Let us also be clear: the staff at Central Lincoln County Ambulance Service, much like all of the first responder agencies in our community, works hard to treat and rescue patients in this area. Their work should be commended and their agency provides tremendous value to the region they serve.
However, now the conversation has shifted and the terms have changed, all without a public, transparent process.
The governing board of the service has been meeting without public notification in an attempt to rapidly push through a buyback program for some of the employees of the service.
When an individual enters PERS, there is a chance to buy back creditable time, but it comes at a substantial cost.
According to a document obtained through a Maine Freedom of Access Act request, the cost to purchase the creditable time back for eight to nine listed employees is just over $1,000,000. The board has been discussing what level the service would pay toward buying back employee’s time into the retirement system.
This is not typically a cost paid by employers.
When the board finished their meeting on Monday, June 8, the proposal on the table was for the service, funded through taxpayer dollars, to contribute 75% of the cost for prior service and to make these payments over 10 years.
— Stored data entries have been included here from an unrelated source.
/// Location catalog for the map collaborator.
///
/// Backed by one JSON file mapping city slugs to named places:
/// `{ "hangzhou": { "西湖": { "lat": 30.24, "lng": 120.15, "type": "attraction" } } }`
/// The map consumes `{name, lat, lng, type}` tuples keyed by exact place
/// name; an unknown city yields an empty list, never an error.
use std::collections::{BTreeMap, HashMap};
use std::path::Path;

use serde::Deserialize;

use crate::error::AppError;
use crate::model::{Place, PlaceKind};

const EARTH_RADIUS_KM: f64 = 6371.0;

#[derive(Debug, Clone, Deserialize)]
struct PlaceRecord {
    lat: f64,
    lng: f64,
    #[serde(rename = "type")]
    kind: PlaceKind,
}

pub struct LocationIndex {
    cities: HashMap<String, BTreeMap<String, PlaceRecord>>,
}

impl LocationIndex {
    pub fn load(path: &Path) -> Result<Self, AppError> {
        let raw = std::fs::read_to_string(path)
            .map_err(|e| AppError::Config(format!("failed to read {}: {e}", path.display())))?;
        let cities = serde_json::from_str(&raw).map_err(|e| {
            AppError::Config(format!("invalid locations file {}: {e}", path.display()))
        })?;
        Ok(Self { cities })
    }

    /// An index with no cities; every lookup returns empty.
    pub fn empty() -> Self {
        Self {
            cities: HashMap::new(),
        }
    }

    pub fn city_count(&self) -> usize {
        self.cities.len()
    }

    /// All places of a city, name-ordered for stable output.
    pub fn city_places(&self, slug: &str) -> Vec<Place> {
        let Some(places) = self.cities.get(slug) else {
            return Vec::new();
        };
        places
            .iter()
            .map(|(name, record)| Place {
                name: name.clone(),
                lat: record.lat,
                lng: record.lng,
                kind: record.kind,
            })
            .collect()
    }

    /// City center as the coordinate mean of its places.
    pub fn city_center(&self, slug: &str) -> Option<(f64, f64)> {
        let places = self.cities.get(slug)?;
        if places.is_empty() {
            return None;
        }
        let n = places.len() as f64;
        let (lat_sum, lng_sum) = places
            .values()
            .fold((0.0, 0.0), |(lat, lng), p| (lat + p.lat, lng + p.lng));
        Some((lat_sum / n, lng_sum / n))
    }

    /// Total length of the marker-to-marker polyline the map draws, in
    /// kilometers. `None` with fewer than two places.
    pub fn route_length_km(&self, slug: &str) -> Option<f64> {
        let places = self.city_places(slug);
        if places.len() < 2 {
            return None;
        }
        let total: f64 = places
            .windows(2)
            .map(|pair| haversine_km(pair[0].lat, pair[0].lng, pair[1].lat, pair[1].lng))
            .sum();
        Some((total * 10.0).round() / 10.0)
    }
}

/// Haversine great-circle distance in kilometers, rounded to one decimal.
pub fn haversine_km(lat1: f64, lng1: f64, lat2: f64, lng2: f64) -> f64 {
    let d_lat = (lat2 - lat1).to_radians();
    let d_lng = (lng2 - lng1).to_radians();

    let a = (d_lat / 2.0).sin().powi(2)
        + lat1.to_radians().cos() * lat2.to_radians().cos() * (d_lng / 2.0).sin().powi(2);
    let c = 2.0 * a.sqrt().atan2((1.0 - a).sqrt());

    (EARTH_RADIUS_KM * c * 10.0).round() / 10.0
}

#[cfg(test)]
mod tests {
    use super::*;

    const SAMPLE: &str = r#"{
        "hangzhou": {
            "西湖": { "lat": 30.2420, "lng": 120.1536, "type": "attraction" },
            "楼外楼": { "lat": 30.2531, "lng": 120.1430, "type": "restaurant" },
            "杭州东站": { "lat": 30.2906, "lng": 120.2130, "type": "transport" }
        },
        "wuzhen": {}
    }"#;

    fn index() -> LocationIndex {
        LocationIndex {
            cities: serde_json::from_str(SAMPLE).unwrap(),
        }
    }

    #[test]
    fn city_places_are_name_ordered() {
        let idx = index();
        let places = idx.city_places("hangzhou");
        assert_eq!(places.len(), 3);
        let names: Vec<&str> = places.iter().map(|p| p.name.as_str()).collect();
        let mut sorted = names.clone();
        sorted.sort();
        assert_eq!(names, sorted);
    }

    #[test]
    fn unknown_city_is_empty_not_an_error() {
        let idx = index();
        assert!(idx.city_places("lhasa").is_empty());
        assert_eq!(idx.city_center("lhasa"), None);
    }

    #[test]
    fn route_needs_at_least_two_places() {
        let idx = index();
        assert!(idx.route_length_km("hangzhou").unwrap() > 0.0);
        assert_eq!(idx.route_length_km("wuzhen"), None);
        assert_eq!(idx.route_length_km("lhasa"), None);
    }

    #[test]
    fn center_is_coordinate_mean() {
        let idx = index();
        let (lat, lng) = idx.city_center("hangzhou").unwrap();
        assert!((lat - (30.2420 + 30.2531 + 30.2906) / 3.0).abs() < 1e-9);
        assert!((lng - (120.1536 + 120.1430 + 120.2130) / 3.0).abs() < 1e-9);
        // a city present with zero places has no center
        assert_eq!(idx.city_center("wuzhen"), None);
    }

    #[test]
    fn haversine_known_distance() {
        // Hangzhou East Station to West Lake is roughly 7.9 km
        let d = haversine_km(30.2906, 120.2130, 30.2420, 120.1536);
        assert!(d > 7.0 && d < 9.0, "got {d}");
        // one-decimal rounding
        assert_eq!((d * 10.0).round() / 10.0, d);
        assert_eq!(haversine_km(30.0, 120.0, 30.0, 120.0), 0.0);
    }
}
use travel_common::error::CommonError;

#[derive(Debug, thiserror::Error)]
pub enum AppError {
    #[error(transparent)]
    Common(#[from] CommonError),

    #[error("config error: {0}")]
    Config(String),

    #[error("guide not found: {0}")]
    NotFound(String),
}
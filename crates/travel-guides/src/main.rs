mod cache;
mod catalog;
mod config;
mod error;
mod frontmatter;
mod geo;
mod itinerary;
mod model;
mod photos;
mod reload;
mod server;

use std::sync::Arc;

use rmcp::{ServiceExt, transport::stdio};
use tracing::info;
use tracing_subscriber::EnvFilter;

use cache::GuideCache;
use catalog::Catalog;
use config::Config;
use geo::LocationIndex;
use photos::PhotoService;
use reload::ReloadService;
use server::TravelGuidesServer;
use travel_common::unsplash::{UnsplashClient, UnsplashClientConfig};

#[tokio::main]
async fn main() -> anyhow::Result<()> {
    // Initialize tracing to stderr (stdout is reserved for MCP JSON-RPC)
    tracing_subscriber::fmt()
        .with_env_filter(
            EnvFilter::from_default_env().add_directive(tracing::Level::INFO.into()),
        )
        .with_writer(std::io::stderr)
        .with_ansi(false)
        .init();

    info!("starting travel-guides MCP server");

    // 1. Load config from environment
    let config = Config::from_env()?;
    info!(
        guides_dir = %config.guides_dir,
        locations = config.locations_file.is_some(),
        redis = config.redis_url.is_some(),
        "configuration loaded"
    );

    // 2. Connect to Redis (optional — graceful degradation if unavailable)
    let redis_cache = travel_common::redis::RedisCache::new(config.redis_url.as_deref());
    if redis_cache.is_available().await {
        info!("redis connected");
    } else {
        info!("redis unavailable, running without cache");
    }
    let cache = Arc::new(GuideCache::new(redis_cache));

    // 3. Photo provider client (optional — local fallback without a key)
    let unsplash_config = UnsplashClientConfig::from_env();
    let unsplash = UnsplashClient::new(unsplash_config)
        .map_err(|e| error::AppError::Common(e.into()))?;
    if unsplash.is_configured() {
        info!("photo search configured");
    } else {
        info!("photo search not configured, covers fall back to local images");
    }
    let photos = Arc::new(PhotoService::new(unsplash, Arc::clone(&cache)));

    // 4. Index the guides directory, re-using cached state when fresh
    let reload_service = ReloadService::new(config.clone(), Arc::clone(&cache));
    let catalog = if reload_service.needs_reload().await? {
        info!("indexing guides (first run or content changed)");
        let (catalog, fingerprint) = reload_service.full_reindex().await?;
        info!(
            fingerprint = %fingerprint,
            guide_count = catalog.len(),
            "indexing complete"
        );
        catalog
    } else {
        info!("guides up to date, loading from source");
        let catalog = Catalog::load(&config.guides_dir_path())?;
        info!(guide_count = catalog.len(), "loaded guides from source");
        catalog
    };
    if catalog.is_empty() {
        tracing::warn!(guides_dir = %config.guides_dir, "no guides found, catalog is empty");
    }

    // 5. Load the location catalog for the map collaborator
    let locations = match &config.locations_file {
        Some(path) => {
            let index = LocationIndex::load(std::path::Path::new(path))?;
            info!(city_count = index.city_count(), "locations loaded");
            index
        }
        None => {
            info!("no locations file configured, map data disabled");
            LocationIndex::empty()
        }
    };

    // 6. Warm the cover cache in the background
    if photos.is_configured() {
        let targets: Vec<(String, String)> = catalog
            .guides()
            .iter()
            .map(|g| (g.meta.city.clone(), g.slug.clone()))
            .collect();
        let warm = Arc::clone(&photos);
        tokio::spawn(async move {
            warm.prefetch_covers(&targets).await;
            info!(count = targets.len(), "cover cache warmed");
        });
    }

    // 7. Build MCP server and serve on stdio
    let server = TravelGuidesServer::new(catalog, locations, photos, cache, config);

    info!("MCP server ready, serving on stdio");
    let service = server.serve(stdio()).await.inspect_err(|e| {
        tracing::error!(error = %e, "MCP server error");
    })?;

    service.waiting().await?;
    info!("MCP server shut down");
    Ok(())
}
According to the document provided to this paper, the cost of this would be $108,735 a year for a total of $1,087,350 over the decade.
As the budget had already been set for the fiscal year, board members discussed how to pay for the first year’s buyback contribution if it was approved. The option proposed was delaying employee pay raises to cover this proposed obligation and delaying ambulance replacement a year, which Bryant endorsed at the June 8 meeting.
“You’re (funding) most of it by keeping a truck longer than you normally would, which does make your employees a little less happy. But I’ll ride around in an older vehicle for an extra year if it means I can retire,” he said.
A list of employee identification numbers was provided with nine listed. Eight of the employees contributed to the total on the sheet. From the data provided, the cost to purchase the prior service for one employee is nearly 50% of the total. The top four employees’ time makes up 92% of the total, a very limited reach for a benefit the board is looking to commit taxpayers to cover.
What is most distressing, for us, is the lack of transparency in this process. Most of these discussions have been held without notice and in executive session. It’s a bad look.
The amended interlocal agreement makes it more clear that Central Lincoln County Ambulance Service operates as a quasi-governmental agency, owned completely by the six partner towns. This distinction, as well as the increasing reliance on taxpayer funding, forces the need for public transparency and an obligation to be good stewards of the taxpayer dollar.
Each town held public hearings about the interlocal agreement changes. Public statements we reported on stated there would be no financial impact.
The interlocal agreement grants the board of directors the authority to run the organization, conduct business, and exercise and delegate all the powers necessary to operate the service. It also states that each of the membership towns’ select boards would appoint a representative to the service’s board of trustees.
While the board does have such authority, the question becomes does this large change and cost not warrant public discussion or at least discussion among the select boards in public meetings.
The ambulance service board took a brief pause to allow the towns of Nobleboro and South Bristol a chance to have a conversation at the select board level.
After initially indicating that all directors must provide a vote by email on the matter before noon on Friday, June 12, there is now a virtual meeting of the directors planned for that day to hold this vote.
No public hearings scheduled, no notification to the public of the increase in taxpayer responsibility, no offering a forum to exchange ideas.
This is an extremely high cost under consideration, saddling up the taxpayers to take on over $1 million of liability. Nearly all of the amount would benefit a small group of employees, for the taxpayers to buy time back their individual time into a retirement system that was never available to them until now. A board vote is expected at the virtual meeting this coming Friday.
Our job is to inform. Yours is to decide what to do with that information.
The current board of directors for Central Lincoln County Ambulance Service includes Dr. Peter Goth, of Bremen; Joe Rose, of Bristol; Tom Anderson, of Damariscotta; Angela Kostenbader, of Newcastle; Jon Chadwick, of Nobleboro; and Betsy Graves, of South Bristol.